Paenibacillus lutimineralis sp. nov., Isolated From Bentonite

  • Eui-Sang Cho
  • In-Tae Cha
  • Dong-Ho Seo
  • Young-Do Nam
  • Seong Woon Roh
  • Jae-Hwan KimEmail author
  • Myung-Ji SeoEmail author


Strain MBLB1234T was isolated from bentonite samples collected at Guryong mining area located in Pohang, Republic of Korea and was taxonomically characterized by a polyphasic approach. This strain was a Gram-stain-negative, motile, endospore-forming, facultative anaerobic, catalase-positive, oxidase-negative, and rod-shaped bacterium. Strain MBLB1234T was able to grow at 20‒45 °C (optimum, 37 °C), pH 6.0‒10.0 (optimum, 7.0–8.0), and 0‒5.0% (w/v) NaCl (optimum, 0.5%). Genome size was 6,497,679 bp with a G + C content of 46.4 mol %. The genome was predicted to contain 5233 protein-coding genes, and 135 rRNA genes consisted of 10 5S rRNAs, 10 16S rRNAs, 10 23S rRNAs, and 105 tRNAs. Phylogenetic analysis based on the 16S rRNA gene sequences revealed that strain MBLB1234T clustered with Paenibacillus motobuensis JCM 12774T and P. aceti JCM 31170T with 98.3–98.5% and 97.2–97.4% sequencing similarity, respectively. The major fatty acids of strain MBLB1234T were anteiso-C15:0 (35.7%), anteiso-C17:0 (17.8%), iso-C17:0 (14.5%), and C16:0 (11.0%). The polar lipids were diphosphatidylglycerol, phosphatidylglycerol, phosphatidylethanolamine, phosphatidylmethylethanolamine, and one unidentified phospholipid, six unidentified aminophospholipids, and one unidentified lipid. The predominant isoprenoid quinone was menaquinone-7. DNA–DNA hybridization values between strain MBLB1234T and P. motobuensis JCM 12774T and P. aceti JCM 31170T were 34 and 38%, respectively. Average nucleotide identity value between strains MBLB1234T and P. aceti L14T was 82.3%. Based on characteristics of genomic, phenotypic, chemotaxonomic, and phylogenetic analyses, strain MBLB1234T represents a novel species of the genus P. , for which the name P. lutimineralis sp. nov. is proposed. The type strain is MBLB1234T (= JCM 32684T = KCTC 33978T).

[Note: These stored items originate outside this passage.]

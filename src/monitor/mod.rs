// Copyright (c) 2025 Ronan LE MEILLAT, SCTG Development
// This file is part of the modbus-handshake project and is licensed under the
// SCTG Development Non-Commercial License v1.0 (see LICENSE.md for details).

//! Register change monitor
//!
//! Scans configured address ranges on every tick and logs each register whose
//! value changed since the previous scan. It is a diagnostic companion to the
//! handshake: pointing it at the low offsets, the 1024 block and the 41025
//! block shows at a glance which convention a controller writes to.

use std::collections::HashMap;
use std::convert::Infallible;
use std::sync::{Arc, Mutex};
use std::time::Duration;

use log::{info, warn};

use crate::config::{AddressRange, MonitorConfig};
use crate::handshake::{PollingLoop, StopSignal};
use crate::register::RegisterStore;

/// One observed value change
#[derive(Debug, Clone, Copy, PartialEq, Eq)]
pub struct RegisterChange {
    pub address: u16,
    /// `None` on the first scan
    pub previous: Option<u16>,
    pub value: u16,
}

impl RegisterChange {
    /// Log message for this change; first-scan values are listed as-is
    pub fn describe(&self) -> String {
        match self.previous {
            Some(previous) => format!(
                "Register {} changed: {} -> {}",
                self.address, previous, self.value
            ),
            None => format!("Register {} = {}", self.address, self.value),
        }
    }
}

pub struct RegisterMonitor {
    store: Arc<dyn RegisterStore>,
    ranges: Vec<AddressRange>,
    polling: PollingLoop,
    last_values: Mutex<HashMap<u16, u16>>,
}

impl RegisterMonitor {
    pub fn new(
        store: Arc<dyn RegisterStore>,
        ranges: Vec<AddressRange>,
        polling: PollingLoop,
    ) -> Self {
        Self {
            store,
            ranges,
            polling,
            last_values: Mutex::new(HashMap::new()),
        }
    }

    pub fn from_config(
        config: &MonitorConfig,
        store: Arc<dyn RegisterStore>,
        stop: StopSignal,
    ) -> Self {
        let polling = PollingLoop::new(Duration::from_millis(config.interval_ms), stop);
        Self::new(store, config.ranges.clone(), polling)
    }

    /// Read every monitored register once and return what changed
    ///
    /// Registers that fail to read are skipped and keep their last value.
    pub async fn scan(&self) -> Vec<RegisterChange> {
        let mut current = Vec::new();
        for address in self.ranges.iter().flat_map(AddressRange::addresses) {
            match self.store.read_register(address).await {
                Ok(value) => current.push((address, value)),
                Err(e) => warn!("Monitor: {}", e),
            }
        }

        let Ok(mut last_values) = self.last_values.lock() else {
            return Vec::new();
        };
        current
            .into_iter()
            .filter_map(|(address, value)| {
                let previous = last_values.insert(address, value);
                (previous != Some(value)).then_some(RegisterChange {
                    address,
                    previous,
                    value,
                })
            })
            .collect()
    }

    /// Scan and log changes until the stop signal fires
    pub async fn run(&self) {
        info!(
            "Register monitor watching {} range(s) every {:?}",
            self.ranges.len(),
            self.polling.interval()
        );
        let monitor = self;
        let _ = self
            .polling
            .run(None, move || async move {
                for change in monitor.scan().await {
                    info!("{}", change.describe());
                }
                Ok::<bool, Infallible>(false)
            })
            .await;
        info!("Register monitor stopped");
    }
}

#[cfg(test)]
mod tests {
    use super::*;
    use crate::register::MemoryRegisterStore;

    fn monitor(store: &MemoryRegisterStore) -> RegisterMonitor {
        RegisterMonitor::new(
            Arc::new(store.clone()),
            vec![AddressRange::new(1024, 1025), AddressRange::new(41025, 41025)],
            PollingLoop::new(Duration::from_millis(10), StopSignal::new()),
        )
    }

    #[tokio::test]
    async fn test_first_scan_reports_every_register() {
        let store = MemoryRegisterStore::with_values([(1024, 1)]);
        let changes = monitor(&store).scan().await;
        assert_eq!(changes.len(), 3);
        assert!(changes.iter().all(|c| c.previous.is_none()));
    }

    #[tokio::test]
    async fn test_first_scan_describes_zero_registers_too() {
        let store = MemoryRegisterStore::with_values([(1024, 1)]);
        let lines: Vec<String> = monitor(&store)
            .scan()
            .await
            .iter()
            .map(RegisterChange::describe)
            .collect();
        assert_eq!(
            lines,
            vec!["Register 1024 = 1", "Register 1025 = 0", "Register 41025 = 0"]
        );
    }

    #[test]
    fn test_change_description() {
        let change = RegisterChange {
            address: 41026,
            previous: Some(1),
            value: 0,
        };
        assert_eq!(change.describe(), "Register 41026 changed: 1 -> 0");
    }

    #[tokio::test]
    async fn test_only_changed_registers_are_reported() {
        let store = MemoryRegisterStore::new();
        let monitor = monitor(&store);
        monitor.scan().await;

        store.set(41025, 1).unwrap();
        let changes = monitor.scan().await;
        assert_eq!(
            changes,
            vec![RegisterChange {
                address: 41025,
                previous: Some(0),
                value: 1
            }]
        );
        assert!(monitor.scan().await.is_empty());
    }

    #[tokio::test(start_paused = true)]
    async fn test_run_ends_on_stop() {
        let store = MemoryRegisterStore::new();
        let stop = StopSignal::new();
        let monitor = Arc::new(RegisterMonitor::new(
            Arc::new(store),
            vec![AddressRange::new(0, 3)],
            PollingLoop::new(Duration::from_millis(50), stop.clone()),
        ));

        let task = tokio::spawn({
            let monitor = monitor.clone();
            async move { monitor.run().await }
        });
        tokio::time::sleep(Duration::from_millis(120)).await;
        stop.stop();
        tokio::time::timeout(Duration::from_secs(1), task)
            .await
            .expect("monitor did not stop")
            .unwrap();
    }
}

This research was supported by the Basic Research Project (18-3214) of the Korea Institute of Geoscience and Mineral Resources (KIGAM) funded by the Ministry of Science and ICT. This research was also supported by Basic Science Research Program through the National Research Foundation of Korea (NRF) funded by the Ministry of Education (NRF-2016R1D1A1B03931582), and the World Institute of Kimchi (KE1902-2) funded by the Ministry of Science, ICT & Future Planning.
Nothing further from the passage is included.